--- RECORDS FOR THIS EXERCISE Enclosed Below ---

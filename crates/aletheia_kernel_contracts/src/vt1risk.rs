#![forbid(unsafe_code)]

use crate::common::{validate_unit_interval, ContractViolation, SchemaVersion, Validate};

pub const VT1RISK_CONTRACT_VERSION: SchemaVersion = SchemaVersion(1);

/// Additive-score floors for the risk bands. The critical floor is hard:
/// a score at or above it can never be presented below critical, and the
/// two tagged overrides reach critical regardless of the score.
pub const RISK_CRITICAL_FLOOR: f64 = 0.8;
pub const RISK_HIGH_FLOOR: f64 = 0.6;
pub const RISK_MEDIUM_FLOOR: f64 = 0.4;

#[derive(Debug, Clone, Copy, PartialEq, Eq, PartialOrd, Ord, Hash)]
pub enum RiskLevel {
    Low,
    Medium,
    High,
    Critical,
}

impl RiskLevel {
    pub fn as_str(self) -> &'static str {
        match self {
            RiskLevel::Low => "low",
            RiskLevel::Medium => "medium",
            RiskLevel::High => "high",
            RiskLevel::Critical => "critical",
        }
    }

    /// Numeric rank used by the session trajectory comparison (low=1 ..
    /// critical=4).
    pub fn rank(self) -> u8 {
        match self {
            RiskLevel::Low => 1,
            RiskLevel::Medium => 2,
            RiskLevel::High => 3,
            RiskLevel::Critical => 4,
        }
    }
}

/// The hard overrides as tagged, auditable variants rather than values
/// re-derived from the numeric score at presentation time.
#[derive(Debug, Clone, Copy, PartialEq, Eq, Hash)]
pub enum RiskOverrideReason {
    CriticalCulturalPattern,
    CrisisKeyword,
}

impl RiskOverrideReason {
    pub fn as_str(self) -> &'static str {
        match self {
            RiskOverrideReason::CriticalCulturalPattern => "critical_cultural_pattern",
            RiskOverrideReason::CrisisKeyword => "crisis_keyword",
        }
    }
}

/// Ordered audit trail of everything that contributed to a risk verdict.
/// A triggered factor is never dropped, even when an override decides the
/// final level on its own.
#[derive(Debug, Clone, Copy, PartialEq, Eq, Hash)]
pub enum RiskFactor {
    NegativeTruthSignal,
    MicroMomentCluster,
    BaselineDeviationHigh,
    CulturalPatternHigh,
    CulturalPatternCritical,
    CrisisKeyword,
    PostDecisionCalm,
}

impl RiskFactor {
    pub fn as_str(self) -> &'static str {
        match self {
            RiskFactor::NegativeTruthSignal => "negative_truth_signal",
            RiskFactor::MicroMomentCluster => "micro_moment_cluster",
            RiskFactor::BaselineDeviationHigh => "baseline_deviation_high",
            RiskFactor::CulturalPatternHigh => "cultural_pattern_high",
            RiskFactor::CulturalPatternCritical => "cultural_pattern_critical",
            RiskFactor::CrisisKeyword => "crisis_keyword",
            RiskFactor::PostDecisionCalm => "post_decision_calm",
        }
    }
}

#[derive(Debug, Clone, PartialEq)]
pub struct RiskAssessment {
    pub schema_version: SchemaVersion,
    pub risk_level: RiskLevel,
    pub override_reason: Option<RiskOverrideReason>,
    pub risk_score: f64,
    pub risk_factors: Vec<RiskFactor>,
    pub interpretation: String,
    pub recommended_action: String,
}

impl RiskAssessment {
    pub fn v1(
        risk_level: RiskLevel,
        override_reason: Option<RiskOverrideReason>,
        risk_score: f64,
        risk_factors: Vec<RiskFactor>,
        interpretation: impl Into<String>,
        recommended_action: impl Into<String>,
    ) -> Result<Self, ContractViolation> {
        let v = Self {
            schema_version: VT1RISK_CONTRACT_VERSION,
            risk_level,
            override_reason,
            risk_score,
            risk_factors,
            interpretation: interpretation.into(),
            recommended_action: recommended_action.into(),
        };
        v.validate()?;
        Ok(v)
    }
}

impl Validate for RiskAssessment {
    fn validate(&self) -> Result<(), ContractViolation> {
        if self.schema_version != VT1RISK_CONTRACT_VERSION {
            return Err(ContractViolation::InvalidValue {
                field: "risk.schema_version",
                reason: "must match VT1RISK_CONTRACT_VERSION",
            });
        }
        validate_unit_interval("risk.risk_score", self.risk_score)?;

        for (idx, factor) in self.risk_factors.iter().enumerate() {
            if self.risk_factors[..idx].contains(factor) {
                return Err(ContractViolation::InvalidValue {
                    field: "risk.risk_factors",
                    reason: "must not contain duplicates",
                });
            }
        }

        match self.override_reason {
            Some(reason) => {
                if self.risk_level != RiskLevel::Critical {
                    return Err(ContractViolation::InvalidValue {
                        field: "risk.override_reason",
                        reason: "an override forces risk_level critical",
                    });
                }
                let required = match reason {
                    RiskOverrideReason::CriticalCulturalPattern => {
                        RiskFactor::CulturalPatternCritical
                    }
                    RiskOverrideReason::CrisisKeyword => RiskFactor::CrisisKeyword,
                };
                if !self.risk_factors.contains(&required) {
                    return Err(ContractViolation::InvalidValue {
                        field: "risk.risk_factors",
                        reason: "override reason must appear in the factor trail",
                    });
                }
            }
            None => {
                // The critical floor is never reachable by averaging or
                // softening: without an override, critical iff score >= 0.8.
                if self.risk_score >= RISK_CRITICAL_FLOOR && self.risk_level != RiskLevel::Critical
                {
                    return Err(ContractViolation::InvalidValue {
                        field: "risk.risk_level",
                        reason: "score at or above the critical floor must be critical",
                    });
                }
                if self.risk_level == RiskLevel::Critical && self.risk_score < RISK_CRITICAL_FLOOR
                {
                    return Err(ContractViolation::InvalidValue {
                        field: "risk.risk_level",
                        reason: "critical requires an override or score >= 0.8",
                    });
                }
                if self.risk_factors.contains(&RiskFactor::CulturalPatternCritical)
                    || self.risk_factors.contains(&RiskFactor::CrisisKeyword)
                {
                    return Err(ContractViolation::InvalidValue {
                        field: "risk.override_reason",
                        reason: "hard-override factors require a tagged override",
                    });
                }
            }
        }

        if self.interpretation.trim().is_empty() || self.interpretation.chars().count() > 512 {
            return Err(ContractViolation::InvalidValue {
                field: "risk.interpretation",
                reason: "must be non-empty and within max length",
            });
        }
        if self.recommended_action.trim().is_empty()
            || self.recommended_action.chars().count() > 512
        {
            return Err(ContractViolation::InvalidValue {
                field: "risk.recommended_action",
                reason: "must be non-empty and within max length",
            });
        }
        Ok(())
    }
}

/// Session-level trend of successive per-turn risk levels. Informational
/// only: it never overrides or softens the current turn's own level.
#[derive(Debug, Clone, Copy, PartialEq, Eq, Hash)]
pub enum TrajectoryState {
    InsufficientData,
    Improving,
    Stable,
    Escalating,
}

impl TrajectoryState {
    pub fn as_str(self) -> &'static str {
        match self {
            TrajectoryState::InsufficientData => "insufficient_data",
            TrajectoryState::Improving => "improving",
            TrajectoryState::Stable => "stable",
            TrajectoryState::Escalating => "escalating",
        }
    }
}
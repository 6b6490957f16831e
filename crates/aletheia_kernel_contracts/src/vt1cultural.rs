#![forbid(unsafe_code)]

use crate::common::{ContractViolation, SchemaVersion, Validate};

pub const VT1CULTURAL_CONTRACT_VERSION: SchemaVersion = SchemaVersion(1);

#[derive(Debug, Clone, Copy, PartialEq, Eq, PartialOrd, Ord, Hash)]
pub enum CulturalSeverity {
    Low,
    Medium,
    High,
    Critical,
}

impl CulturalSeverity {
    pub fn as_str(self) -> &'static str {
        match self {
            CulturalSeverity::Low => "low",
            CulturalSeverity::Medium => "medium",
            CulturalSeverity::High => "high",
            CulturalSeverity::Critical => "critical",
        }
    }

    pub fn parse(value: &str) -> Option<Self> {
        match value {
            "low" => Some(CulturalSeverity::Low),
            "medium" => Some(CulturalSeverity::Medium),
            "high" => Some(CulturalSeverity::High),
            "critical" => Some(CulturalSeverity::Critical),
            _ => None,
        }
    }
}

/// One phrase match produced by the external cultural knowledge store:
/// a phrase that is lexically mild but culturally coded for concealment or
/// distress, with the store's severity judgment attached.
#[derive(Debug, Clone, PartialEq, Eq)]
pub struct CulturalPatternMatch {
    pub schema_version: SchemaVersion,
    pub phrase: String,
    pub severity: CulturalSeverity,
    pub cultural_meaning: String,
}

impl CulturalPatternMatch {
    pub fn v1(
        phrase: impl Into<String>,
        severity: CulturalSeverity,
        cultural_meaning: impl Into<String>,
    ) -> Result<Self, ContractViolation> {
        let v = Self {
            schema_version: VT1CULTURAL_CONTRACT_VERSION,
            phrase: phrase.into(),
            severity,
            cultural_meaning: cultural_meaning.into(),
        };
        v.validate()?;
        Ok(v)
    }
}

impl Validate for CulturalPatternMatch {
    fn validate(&self) -> Result<(), ContractViolation> {
        if self.schema_version != VT1CULTURAL_CONTRACT_VERSION {
            return Err(ContractViolation::InvalidValue {
                field: "cultural_match.schema_version",
                reason: "must match VT1CULTURAL_CONTRACT_VERSION",
            });
        }
        if self.phrase.trim().is_empty() {
            return Err(ContractViolation::InvalidValue {
                field: "cultural_match.phrase",
                reason: "must not be empty",
            });
        }
        if self.phrase.chars().count() > 256 {
            return Err(ContractViolation::InvalidValue {
                field: "cultural_match.phrase",
                reason: "exceeds max length",
            });
        }
        if self.cultural_meaning.trim().is_empty() {
            return Err(ContractViolation::InvalidValue {
                field: "cultural_match.cultural_meaning",
                reason: "must not be empty",
            });
        }
        if self.cultural_meaning.chars().count() > 512 {
            return Err(ContractViolation::InvalidValue {
                field: "cultural_match.cultural_meaning",
                reason: "exceeds max length",
            });
        }
        Ok(())
    }
}
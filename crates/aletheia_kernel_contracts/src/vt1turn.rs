#![forbid(unsafe_code)]

use crate::common::{
    validate_token, ContractViolation, CorrelationId, MonotonicTimeNs, ReasonCodeId,
    SchemaVersion, SessionId, TurnId, Validate,
};
use crate::vt1baseline::UserVoiceBaseline;
use crate::vt1content::Transcript;
use crate::vt1cultural::CulturalPatternMatch;
use crate::vt1dissonance::DissonanceResult;
use crate::vt1risk::{RiskAssessment, TrajectoryState};
use crate::vt1voice::VoiceEmotionSignal;

pub const VT1TURN_CONTRACT_VERSION: SchemaVersion = SchemaVersion(1);
pub const VT1TURN_ENGINE_ID: &str = "VT1.TURN";

pub const TURN_MAX_CULTURAL_MATCHES: usize = 32;
pub const TURN_MAX_CRISIS_HITS: usize = 64;

/// Everything the core needs for one conversational turn. All collaborator
/// outputs are already fetched; nothing here triggers I/O.
///
/// `voice_emotion` is structurally required: a turn without any acoustic
/// signal is refused at the ingestion boundary, because risk assessment
/// without it is defined to be unsafe to attempt.
#[derive(Debug, Clone, PartialEq)]
pub struct Vt1TurnRequest {
    pub schema_version: SchemaVersion,
    pub correlation_id: CorrelationId,
    pub turn_id: TurnId,
    pub now: MonotonicTimeNs,
    pub session_id: SessionId,
    pub transcript: Transcript,
    pub voice_emotion: VoiceEmotionSignal,
    pub baseline: Option<UserVoiceBaseline>,
    pub cultural_matches: Vec<CulturalPatternMatch>,
    pub crisis_keyword_hits: Vec<String>,
}

impl Vt1TurnRequest {
    /// Copy of the request with collaborator feature statistics scrubbed of
    /// non-finite or out-of-range values. Run before `validate()` at the
    /// ingestion boundary so one bad statistic degrades to "missing"
    /// instead of failing the turn.
    pub fn sanitized(&self) -> Self {
        let mut req = self.clone();
        req.voice_emotion.features = req.voice_emotion.features.sanitized();
        req
    }
}

impl Validate for Vt1TurnRequest {
    fn validate(&self) -> Result<(), ContractViolation> {
        if self.schema_version != VT1TURN_CONTRACT_VERSION {
            return Err(ContractViolation::InvalidValue {
                field: "turn_request.schema_version",
                reason: "must match VT1TURN_CONTRACT_VERSION",
            });
        }
        self.correlation_id.validate()?;
        self.turn_id.validate()?;
        if self.now.0 == 0 {
            return Err(ContractViolation::InvalidValue {
                field: "turn_request.now",
                reason: "must be > 0",
            });
        }
        self.session_id.validate()?;
        self.transcript.validate()?;
        self.voice_emotion.validate()?;
        if let Some(baseline) = &self.baseline {
            baseline.validate()?;
        }
        if self.cultural_matches.len() > TURN_MAX_CULTURAL_MATCHES {
            return Err(ContractViolation::InvalidValue {
                field: "turn_request.cultural_matches",
                reason: "exceeds max entry count",
            });
        }
        for m in &self.cultural_matches {
            m.validate()?;
        }
        if self.crisis_keyword_hits.len() > TURN_MAX_CRISIS_HITS {
            return Err(ContractViolation::InvalidValue {
                field: "turn_request.crisis_keyword_hits",
                reason: "exceeds max entry count",
            });
        }
        for hit in &self.crisis_keyword_hits {
            if hit.trim().is_empty() {
                return Err(ContractViolation::InvalidValue {
                    field: "turn_request.crisis_keyword_hits",
                    reason: "entries must not be empty",
                });
            }
            if hit.chars().count() > 64 {
                return Err(ContractViolation::InvalidValue {
                    field: "turn_request.crisis_keyword_hits",
                    reason: "entry exceeds max length",
                });
            }
        }
        Ok(())
    }
}

/// The complete per-turn output record: dissonance verdict, risk verdict,
/// and the session trend, plus a deterministic reference for downstream
/// audit joins.
#[derive(Debug, Clone, PartialEq)]
pub struct Vt1TurnOk {
    pub schema_version: SchemaVersion,
    pub engine_id: String,
    pub reason_code: ReasonCodeId,
    pub dissonance: DissonanceResult,
    pub risk: RiskAssessment,
    pub trajectory: TrajectoryState,
    pub assessment_ref: String,
}

impl Vt1TurnOk {
    pub fn v1(
        reason_code: ReasonCodeId,
        dissonance: DissonanceResult,
        risk: RiskAssessment,
        trajectory: TrajectoryState,
        assessment_ref: String,
    ) -> Result<Self, ContractViolation> {
        let v = Self {
            schema_version: VT1TURN_CONTRACT_VERSION,
            engine_id: VT1TURN_ENGINE_ID.to_string(),
            reason_code,
            dissonance,
            risk,
            trajectory,
            assessment_ref,
        };
        v.validate()?;
        Ok(v)
    }
}

impl Validate for Vt1TurnOk {
    fn validate(&self) -> Result<(), ContractViolation> {
        if self.schema_version != VT1TURN_CONTRACT_VERSION {
            return Err(ContractViolation::InvalidValue {
                field: "turn_ok.schema_version",
                reason: "must match VT1TURN_CONTRACT_VERSION",
            });
        }
        if self.engine_id != VT1TURN_ENGINE_ID {
            return Err(ContractViolation::InvalidValue {
                field: "turn_ok.engine_id",
                reason: "must match VT1TURN_ENGINE_ID",
            });
        }
        if self.reason_code.0 == 0 {
            return Err(ContractViolation::InvalidValue {
                field: "turn_ok.reason_code",
                reason: "must be > 0",
            });
        }
        self.dissonance.validate()?;
        self.risk.validate()?;
        validate_token("turn_ok.assessment_ref", &self.assessment_ref, 64)?;
        Ok(())
    }
}

#[derive(Debug, Clone, PartialEq, Eq)]
pub struct Vt1TurnRefuse {
    pub schema_version: SchemaVersion,
    pub reason_code: ReasonCodeId,
    pub message: String,
}

impl Vt1TurnRefuse {
    pub fn v1(reason_code: ReasonCodeId, message: String) -> Result<Self, ContractViolation> {
        let v = Self {
            schema_version: VT1TURN_CONTRACT_VERSION,
            reason_code,
            message,
        };
        v.validate()?;
        Ok(v)
    }
}

impl Validate for Vt1TurnRefuse {
    fn validate(&self) -> Result<(), ContractViolation> {
        if self.schema_version != VT1TURN_CONTRACT_VERSION {
            return Err(ContractViolation::InvalidValue {
                field: "turn_refuse.schema_version",
                reason: "must match VT1TURN_CONTRACT_VERSION",
            });
        }
        if self.reason_code.0 == 0 {
            return Err(ContractViolation::InvalidValue {
                field: "turn_refuse.reason_code",
                reason: "must be > 0",
            });
        }
        validate_token("turn_refuse.message", &self.message, 256)?;
        Ok(())
    }
}

#[derive(Debug, Clone, PartialEq)]
pub enum Vt1TurnResponse {
    Ok(Vt1TurnOk),
    Refuse(Vt1TurnRefuse),
}

impl Validate for Vt1TurnResponse {
    fn validate(&self) -> Result<(), ContractViolation> {
        match self {
            Vt1TurnResponse::Ok(v) => v.validate(),
            Vt1TurnResponse::Refuse(v) => v.validate(),
        }
    }
}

--- End of Enclosed RECORDS FOR THIS EXERCISE ---

TASK STATEMENT
Work out how many lines of the data above contain the string "that" and give the number alone.

THE ANSWER
2